Source material:
== Segment start ==
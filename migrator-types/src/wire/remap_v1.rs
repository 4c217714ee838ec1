use serde::{Deserialize, Serialize};

use crate::replacement::Replacement;
use crate::wire::WireError;

/// Schema-exact wire representation of one remap entry.
///
/// A remap document is a JSON array of these, in replacement order.
#[derive(Debug, Clone, PartialEq, Eq, Serialize, Deserialize)]
pub struct RemapEntryV1 {
    /// Identifier of the buffer the offsets refer to.
    #[serde(default, skip_serializing_if = "Option::is_none")]
    pub file: Option<String>,

    pub offset: u64,
    pub remove: u64,

    #[serde(default)]
    pub text: String,
}

impl RemapEntryV1 {
    pub fn from_replacement(replacement: &Replacement, file: Option<&str>) -> Self {
        Self {
            file: file.map(str::to_string),
            offset: replacement.offset as u64,
            remove: replacement.remove as u64,
            text: replacement.text.clone(),
        }
    }
}

impl From<&Replacement> for RemapEntryV1 {
    fn from(replacement: &Replacement) -> Self {
        Self::from_replacement(replacement, None)
    }
}

impl TryFrom<RemapEntryV1> for Replacement {
    type Error = WireError;

    fn try_from(entry: RemapEntryV1) -> Result<Self, Self::Error> {
        let offset = usize::try_from(entry.offset)
            .map_err(|_| WireError::OffsetOverflow { field: "offset" })?;
        let remove = usize::try_from(entry.remove)
            .map_err(|_| WireError::OffsetOverflow { field: "remove" })?;
        if offset.checked_add(remove).is_none() {
            return Err(WireError::RangeOverflow {
                offset: entry.offset,
                remove: entry.remove,
            });
        }

        Ok(Replacement {
            offset,
            remove,
            text: entry.text,
        })
    }
}
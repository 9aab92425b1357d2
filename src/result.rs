use crate::loader::Bitmap;
use image::GenericImageView;
use serde::{Serialize, Serializer};

/// Axis-aligned face region in pixel coordinates.
#[derive(Debug, Clone, Copy, PartialEq, Eq, Serialize)]
pub struct Rect {
    pub x: i32,
    pub y: i32,
    pub width: i32,
    pub height: i32,
}

impl Rect {
    pub fn new(x: i32, y: i32, width: i32, height: i32) -> Self {
        Self { x, y, width, height }
    }

    /// Maps a rectangle on an image of size `from` onto the same content at size `to`, each axis
    /// by its own ratio. Downscaling floors odd dimensions, so the ratio isn't always the
    /// integer factor that was divided by. Results are rounded to the nearest pixel.
    pub fn rescaled(self, from: (u32, u32), to: (u32, u32)) -> Self {
        let x_ratio = f64::from(to.0) / f64::from(from.0.max(1));
        let y_ratio = f64::from(to.1) / f64::from(from.1.max(1));
        // `as` saturates out-of-range floats, which can only happen for absurd image sizes.
        let scale = |value: i32, ratio: f64| (f64::from(value) * ratio).round() as i32;
        Self {
            x: scale(self.x, x_ratio),
            y: scale(self.y, y_ratio),
            width: scale(self.width, x_ratio),
            height: scale(self.height, y_ratio),
        }
    }
}

/// Faces found in one image.
#[derive(Debug, Clone, Serialize)]
pub struct DetectionResult<'a> {
    /// The image as it was loaded, before any preprocessing.
    #[serde(rename = "image_dimensions", serialize_with = "serialize_dimensions")]
    image: &'a Bitmap,
    /// Face regions in the order the classifier reported them.
    rectangles: Vec<Rect>,
}

impl<'a> DetectionResult<'a> {
    pub fn new(image: &'a Bitmap, rectangles: Vec<Rect>) -> Self {
        Self { image, rectangles }
    }

    pub fn image(&self) -> &'a Bitmap {
        self.image
    }

    pub fn face_count(&self) -> usize {
        self.rectangles.len()
    }

    pub fn rectangles(&self) -> &[Rect] {
        &self.rectangles
    }
}

fn serialize_dimensions<S: Serializer>(image: &&Bitmap, serializer: S) -> Result<S::Ok, S::Error> {
    image.dimensions().serialize(serializer)
}
//! Configuration for the batch run.
//!
//! Everything has a default, so a missing config file is the same as an empty one.

use log::warn;
use serde::Deserialize;
use std::{
    env,
    path::{Path, PathBuf},
};
use thiserror::Error;

/// Config file looked up in the working directory when `CONFIG_ENV_VAR` isn't set.
pub const DEFAULT_CONFIG_FILE: &str = "cascade-faces.toml";
pub const CONFIG_ENV_VAR: &str = "CASCADE_FACES_CONFIG";

#[derive(Error, Debug)]
pub enum ConfigError {
    #[error("Failed to read config file {path}")]
    Read {
        path: PathBuf,
        #[source]
        source: std::io::Error,
    },
    #[error("Failed to parse config file {path}")]
    Parse {
        path: PathBuf,
        #[source]
        source: toml::de::Error,
    },
}

/// Tuning of the cascade classifier and the preprocessing in front of it.
#[derive(Debug, Clone, PartialEq, Deserialize)]
#[serde(default)]
pub struct DetectionParams {
    /// How much the search window grows between scales.
    pub scale_factor: f64,
    /// How many overlapping candidates a region needs to be reported as a face.
    pub min_neighbors: i32,
    /// Both image dimensions are divided by this before classification.
    pub downscale: u32,
    /// Skip regions with too few edges to hold a face.
    pub canny_pruning: bool,
    /// Report rectangles in the coordinates of the loaded image rather than those of the
    /// downscaled image the classifier actually saw.
    pub rescale_to_original: bool,
}

impl Default for DetectionParams {
    fn default() -> Self {
        Self {
            scale_factor: 1.5,
            min_neighbors: 3,
            downscale: 2,
            canny_pruning: true,
            rescale_to_original: false,
        }
    }
}

#[derive(Debug, Clone, PartialEq, Deserialize)]
#[serde(default)]
pub struct Config {
    /// Directory that `test_images` and `cascade` are relative to.
    pub resources: PathBuf,
    pub test_images: PathBuf,
    pub cascade: PathBuf,
    pub detection: DetectionParams,
}

impl Default for Config {
    fn default() -> Self {
        Self {
            resources: PathBuf::from("resources"),
            test_images: PathBuf::from("testImages"),
            cascade: PathBuf::from("haarcascade_frontalface_default.xml"),
            detection: DetectionParams::default(),
        }
    }
}

impl Config {
    /// Reads the config at `path`, falling back to defaults if there is no such file.
    pub fn load(path: &Path) -> Result<Self, ConfigError> {
        if !path.exists() {
            return Ok(Self::default());
        }
        let contents = std::fs::read_to_string(path)
            .map_err(|source| ConfigError::Read { path: path.to_path_buf(), source })?;
        toml::from_str(&contents)
            .map_err(|source| ConfigError::Parse { path: path.to_path_buf(), source })
    }

    /// Path of the config file: `$CASCADE_FACES_CONFIG` or `cascade-faces.toml`.
    pub fn default_path() -> PathBuf {
        env::var_os(CONFIG_ENV_VAR)
            .map(PathBuf::from)
            .unwrap_or_else(|| PathBuf::from(DEFAULT_CONFIG_FILE))
    }

    /// Locates `resource` under the resource directory. A missing resource is logged along with
    /// the working directory, since relative resource roots are the usual culprit.
    pub fn resolve_resource(&self, resource: &Path) -> Option<PathBuf> {
        let path = self.resources.join(resource);
        if path.exists() {
            Some(path)
        } else {
            warn!(
                "Did not find resource at {} (current dir: {})",
                path.display(),
                env::current_dir().map(|d| d.display().to_string()).unwrap_or_default()
            );
            None
        }
    }

    pub fn cascade_path(&self) -> PathBuf {
        self.resources.join(&self.cascade)
    }
}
== Segment end ==
What the task asks: Tell how many lines in the data include the string "missing". Reply with the number and no other text.

Solution to the problem: 2